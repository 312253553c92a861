//! Exclusion masks - the cells of a board or tile that are not part of it
//!
//! A mask is an optional uniform border (board holes around the playing area)
//! plus an explicit list of excluded offsets in the owning shape's own
//! coordinate frame. Boards stamp their mask *directly* onto the grid as
//! blocked cells; tiles project the *complement* of theirs (the footprint)
//! so irregular tiles occupy only the cells they really cover.
//!
//! The tile footprint is a two-phase value: `Unbuilt` until the first
//! projection, then `Built` and immutable. Fit checks against an unbuilt
//! footprint report failure rather than vacuously succeeding.

use thiserror::Error;

use gridlock_types::{GridPos, BLOCKED_CELL, EMPTY_CELL};

use crate::grid::OccupancyGrid;

/// Configuration failure while applying or validating a mask.
///
/// These surface at load time; they are never player-facing.
#[derive(Debug, Clone, PartialEq, Eq, Error)]
pub enum MaskError {
    /// Border dimensions must each be under half the owning extent.
    #[error("border {border_width}x{border_height} too large for {area_width}x{area_height} area")]
    BorderTooLarge {
        border_width: i32,
        border_height: i32,
        area_width: i32,
        area_height: i32,
    },

    /// A listed excluded position falls outside the owning shape.
    #[error("excluded position ({x}, {y}) outside {area_width}x{area_height} area")]
    PositionOutOfBounds {
        x: i32,
        y: i32,
        area_width: i32,
        area_height: i32,
    },
}

/// Local footprint of a shape: which of its `width`x`height` cells are
/// excluded. Row-major, `true` = excluded.
#[derive(Debug, Clone, PartialEq, Eq)]
struct Footprint {
    width: i32,
    height: i32,
    excluded: Vec<bool>,
}

impl Footprint {
    fn is_excluded(&self, x: i32, y: i32) -> bool {
        self.excluded[(y * self.width + x) as usize]
    }
}

/// Two-phase footprint cache. Built once on first projection, then immutable
/// (mask definitions never change after load).
#[derive(Debug, Clone, PartialEq, Eq, Default)]
enum FootprintCache {
    #[default]
    Unbuilt,
    Built(Footprint),
}

/// The excluded area of a board or tile.
#[derive(Debug, Clone, PartialEq, Eq, Default)]
pub struct ExclusionMask {
    border_width: i32,
    border_height: i32,
    excluded: Vec<GridPos>,
    cache: FootprintCache,
}

impl ExclusionMask {
    /// A mask excluding nothing.
    pub fn none() -> Self {
        Self::default()
    }

    /// A mask with a uniform border and explicit excluded offsets.
    pub fn new(border_width: i32, border_height: i32, excluded: Vec<GridPos>) -> Self {
        Self {
            border_width,
            border_height,
            excluded,
            cache: FootprintCache::Unbuilt,
        }
    }

    /// A pure border mask.
    pub fn border(border_width: i32, border_height: i32) -> Self {
        Self::new(border_width, border_height, Vec::new())
    }

    /// A mask with explicit excluded offsets only.
    pub fn positions(excluded: Vec<GridPos>) -> Self {
        Self::new(0, 0, excluded)
    }

    pub fn border_width(&self) -> i32 {
        self.border_width
    }

    pub fn border_height(&self) -> i32 {
        self.border_height
    }

    pub fn excluded_positions(&self) -> &[GridPos] {
        &self.excluded
    }

    /// Whether the local footprint has been built yet.
    pub fn is_built(&self) -> bool {
        matches!(self.cache, FootprintCache::Built(_))
    }

    /// A copy of this mask's definition with an unbuilt footprint.
    ///
    /// Used when deriving a playable tile from its master definition so that
    /// instances never share cache state.
    pub fn fresh(&self) -> Self {
        Self::new(self.border_width, self.border_height, self.excluded.clone())
    }

    /// Validate this mask against the owning shape's extents without
    /// touching any grid. Checks the border-halves rule and that every
    /// listed position lies inside `width`x`height`.
    pub fn validate(&self, width: i32, height: i32) -> Result<(), MaskError> {
        if self.border_width > 0 && self.border_height > 0 {
            if self.border_width * 2 >= width || self.border_height * 2 >= height {
                return Err(MaskError::BorderTooLarge {
                    border_width: self.border_width,
                    border_height: self.border_height,
                    area_width: width,
                    area_height: height,
                });
            }
        }

        for pos in &self.excluded {
            if pos.x < 0 || pos.x >= width || pos.y < 0 || pos.y >= height {
                return Err(MaskError::PositionOutOfBounds {
                    x: pos.x,
                    y: pos.y,
                    area_width: width,
                    area_height: height,
                });
            }
        }

        Ok(())
    }

    /// Stamp `tag` into every cell of `grid` this mask excludes: the border
    /// frame first, then the listed positions.
    ///
    /// Fails on a border too large for the grid or a listed position outside
    /// it; these are load-time configuration errors, not player errors.
    pub fn apply(&self, grid: &mut OccupancyGrid, tag: i32) -> Result<(), MaskError> {
        let width = grid.width();
        let height = grid.height();

        // Border first. Only a border with both dimensions set is applied.
        if self.border_width > 0 && self.border_height > 0 {
            if self.border_width * 2 >= width || self.border_height * 2 >= height {
                return Err(MaskError::BorderTooLarge {
                    border_width: self.border_width,
                    border_height: self.border_height,
                    area_width: width,
                    area_height: height,
                });
            }

            for y in 0..height {
                for x in 0..width {
                    let in_frame = y < self.border_height
                        || y >= height - self.border_height
                        || x < self.border_width
                        || x >= width - self.border_width;
                    if in_frame {
                        grid.set(x, y, tag);
                    }
                }
            }
        }

        // Then the individual exclusions.
        for pos in &self.excluded {
            if pos.x < 0 || pos.x >= width || pos.y < 0 || pos.y >= height {
                return Err(MaskError::PositionOutOfBounds {
                    x: pos.x,
                    y: pos.y,
                    area_width: width,
                    area_height: height,
                });
            }
            grid.set(pos.x, pos.y, tag);
        }

        Ok(())
    }

    /// Project the *non*-excluded cells of a `width`x`height` shape onto
    /// `grid` at `(x_offset, y_offset)`, stamping them with `tag`.
    ///
    /// The local footprint is built and cached on first use. Cells that fall
    /// outside the grid are clipped silently; only a listed position outside
    /// the shape itself is a configuration error. Blocked grid cells are
    /// never overwritten: where a shape and an exclusion overlap, the
    /// exclusion wins.
    pub fn apply_at(
        &mut self,
        grid: &mut OccupancyGrid,
        tag: i32,
        width: i32,
        height: i32,
        x_offset: i32,
        y_offset: i32,
    ) -> Result<(), MaskError> {
        let footprint = self.build_footprint(width, height)?;

        for y in 0..footprint.height {
            for x in 0..footprint.width {
                if footprint.is_excluded(x, y) {
                    continue;
                }
                // Clip cells landing outside the grid; leave blocked cells
                // blocked.
                if grid.get(x + x_offset, y + y_offset) != Some(BLOCKED_CELL) {
                    grid.set(x + x_offset, y + y_offset, tag);
                }
            }
        }

        Ok(())
    }

    /// Check whether the shape's footprint fits on `grid` at
    /// `(x_offset, y_offset)`: every non-excluded cell must map inside the
    /// grid onto either the shape's own `tag` or an empty cell.
    ///
    /// Returns `false` if the footprint has never been built: a shape that
    /// has never been projected cannot vacuously fit anywhere.
    pub fn check_fit(&self, grid: &OccupancyGrid, tag: i32, x_offset: i32, y_offset: i32) -> bool {
        let FootprintCache::Built(footprint) = &self.cache else {
            return false;
        };

        for y in 0..footprint.height {
            for x in 0..footprint.width {
                if footprint.is_excluded(x, y) {
                    continue;
                }
                match grid.get(x + x_offset, y + y_offset) {
                    Some(value) if value == tag || value == EMPTY_CELL => {}
                    // Another tile, a blocked cell, or out of bounds.
                    _ => return false,
                }
            }
        }

        true
    }

    fn build_footprint(&mut self, width: i32, height: i32) -> Result<&Footprint, MaskError> {
        if let FootprintCache::Unbuilt = self.cache {
            let mut excluded = vec![false; (width * height) as usize];
            for pos in &self.excluded {
                if pos.x < 0 || pos.x >= width || pos.y < 0 || pos.y >= height {
                    return Err(MaskError::PositionOutOfBounds {
                        x: pos.x,
                        y: pos.y,
                        area_width: width,
                        area_height: height,
                    });
                }
                excluded[(pos.y * width + pos.x) as usize] = true;
            }
            self.cache = FootprintCache::Built(Footprint {
                width,
                height,
                excluded,
            });
        }

        match &self.cache {
            FootprintCache::Built(footprint) => Ok(footprint),
            FootprintCache::Unbuilt => unreachable!("footprint built above"),
        }
    }
}
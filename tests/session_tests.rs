//! Session tests - orchestration, completion, undo and persistence

use gridlock::adapter::SaveState;
use gridlock::core::{
    Board, CompletionTemplate, ExclusionMask, GameDefinition, PuzzleSession, StartLayout,
    TilePlacement, TileSpec,
};
use gridlock::types::{GridPos, MovementConstraint, TileMove};

/// A 4x4 board with two tiles and a single-tile completion target.
fn definition() -> GameDefinition {
    GameDefinition::new(
        "duo",
        Board::new(4, 4, ExclusionMask::none()),
        vec![TileSpec::rect("runner", 1, 1), TileSpec::rect("block", 2, 2)],
        MovementConstraint::None,
        vec![StartLayout::new(
            "start",
            vec![
                TilePlacement::new("runner", GridPos::new(0, 0)),
                TilePlacement::new("block", GridPos::new(2, 2)),
            ],
        )],
        vec![CompletionTemplate::new(
            "arrived",
            vec![TilePlacement::new("runner", GridPos::new(0, 3))],
        )],
    )
    .unwrap()
}

fn session() -> PuzzleSession {
    definition().open_session("start").unwrap()
}

#[test]
fn test_full_drag_cycle() {
    let mut session = session();

    session.select_tile("runner").unwrap();
    let outcome = session.check_movement(GridPos::new(0, 3), false);
    assert!(outcome.accepted);
    assert_eq!(session.cursor(), Some(GridPos::new(0, 3)));

    let commit = session.release().unwrap().expect("tile moved");
    assert_eq!(commit.move_count, 1);
    assert_eq!(commit.completed.as_deref(), Some("arrived"));
    assert_eq!(session.completed_template(), Some("arrived"));
}

#[test]
fn test_drag_into_occupied_area_stops_at_edge() {
    let mut session = session();

    session.select_tile("runner").unwrap();
    // Straight toward the 2x2 block's column.
    session.check_movement(GridPos::new(2, 2), true);
    let cursor = session.cursor().unwrap();
    // Never on top of the block.
    assert_ne!(session.grid().get(cursor.x, cursor.y), Some(2));

    // Abandoning the drag commits nothing.
    let before = session.tiles()[0].anchor();
    session.select_tile("block").unwrap();
    assert_eq!(session.tiles()[0].anchor(), before);
    assert_eq!(session.move_count(), 0);
}

#[test]
fn test_commit_applies_grid_and_history() {
    let mut session = session();
    let commit = session
        .commit_move(TileMove::new("runner", GridPos::new(0, 0), GridPos::new(1, 0)))
        .unwrap();

    assert_eq!(commit.move_count, 1);
    assert_eq!(commit.completed, None);
    assert_eq!(session.grid().get(1, 0), Some(1));
    assert_eq!(session.grid().get(0, 0), Some(0));
    assert_eq!(session.history().moves().len(), 1);
}

#[test]
fn test_undo_round_trip_restores_initial_grid() {
    let mut session = session();
    let initial = session.grid().clone();

    session
        .commit_move(TileMove::new("runner", GridPos::new(0, 0), GridPos::new(1, 1)))
        .unwrap();
    assert_ne!(session.grid(), &initial);

    let undone = session.undo().unwrap().unwrap();
    assert_eq!(undone.identity, "runner");
    assert_eq!(session.grid(), &initial);
    assert_eq!(session.move_count(), 0);
}

#[test]
fn test_save_state_round_trip_preserves_behavior() {
    let mut session = session();
    session
        .commit_move(TileMove::new("runner", GridPos::new(0, 0), GridPos::new(1, 1)))
        .unwrap();
    session
        .commit_move(TileMove::new("block", GridPos::new(2, 2), GridPos::new(2, 1)))
        .unwrap();

    // Serialize through the adapter and back.
    let json = SaveState::from(&session.snapshot()).to_json().unwrap();
    let snapshot = SaveState::from_json(&json).unwrap().into_snapshot();

    let mut resumed = definition().open_session("start").unwrap();
    resumed.restore(&snapshot).unwrap();

    assert_eq!(resumed.grid(), session.grid());
    assert_eq!(resumed.move_count(), 2);

    // Undo works identically on the resumed session.
    let undone = resumed.undo().unwrap().unwrap();
    assert_eq!(undone, TileMove::new("block", GridPos::new(2, 2), GridPos::new(2, 1)));
    assert_eq!(resumed.grid().get(2, 2), Some(2));
}

#[test]
fn test_selecting_unknown_tile_is_an_error() {
    let mut session = session();
    assert!(session.select_tile("nobody").is_err());
}

#[test]
fn test_check_without_selection_is_noop() {
    let mut session = session();
    let outcome = session.check_movement(GridPos::new(1, 1), true);
    assert!(!outcome.accepted);
    assert!(!outcome.x_blocked);
    assert!(!outcome.y_blocked);
    assert_eq!(session.cursor(), None);
}
//! Completion templates and the best-result log
//!
//! A template names the exact anchors one or more tiles must reach. The
//! check is a pure short-circuit comparison against the live tile arena and
//! is cheap enough to run after every committed move.

use std::collections::HashMap;

use crate::game::{Tile, TilePlacement};

/// A named set of target anchors.
#[derive(Debug, Clone, PartialEq, Eq)]
pub struct CompletionTemplate {
    name: String,
    placements: Vec<TilePlacement>,
}

impl CompletionTemplate {
    pub fn new(name: impl Into<String>, placements: Vec<TilePlacement>) -> Self {
        Self {
            name: name.into(),
            placements,
        }
    }

    pub fn name(&self) -> &str {
        &self.name
    }

    pub fn placements(&self) -> &[TilePlacement] {
        &self.placements
    }

    /// True when every listed tile exists among `tiles` with exactly the
    /// listed anchor. A tile missing from the live set fails the whole
    /// check; an empty template is vacuously satisfied.
    pub fn is_satisfied(&self, tiles: &[Tile]) -> bool {
        for placement in &self.placements {
            match tiles.iter().find(|t| t.identity() == placement.identity) {
                Some(tile) if tile.anchor() == placement.at => {}
                _ => return false,
            }
        }
        true
    }
}

/// Best (lowest) committed move count per completed instance.
#[derive(Debug, Clone, Default)]
pub struct BestResults {
    counts: HashMap<String, usize>,
}

impl BestResults {
    pub fn new() -> Self {
        Self::default()
    }

    /// Record a completed run; kept only if it beats the stored count.
    pub fn record(&mut self, instance: impl Into<String>, move_count: usize) {
        let entry = self.counts.entry(instance.into()).or_insert(move_count);
        if move_count < *entry {
            *entry = move_count;
        }
    }

    pub fn best_for(&self, instance: &str) -> Option<usize> {
        self.counts.get(instance).copied()
    }
}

— WHAT YOU HAVE TO DO —
Go over the listing above and say how many lines contain the word "SaveState". Please give the number only.

— ANSWER BOX —
3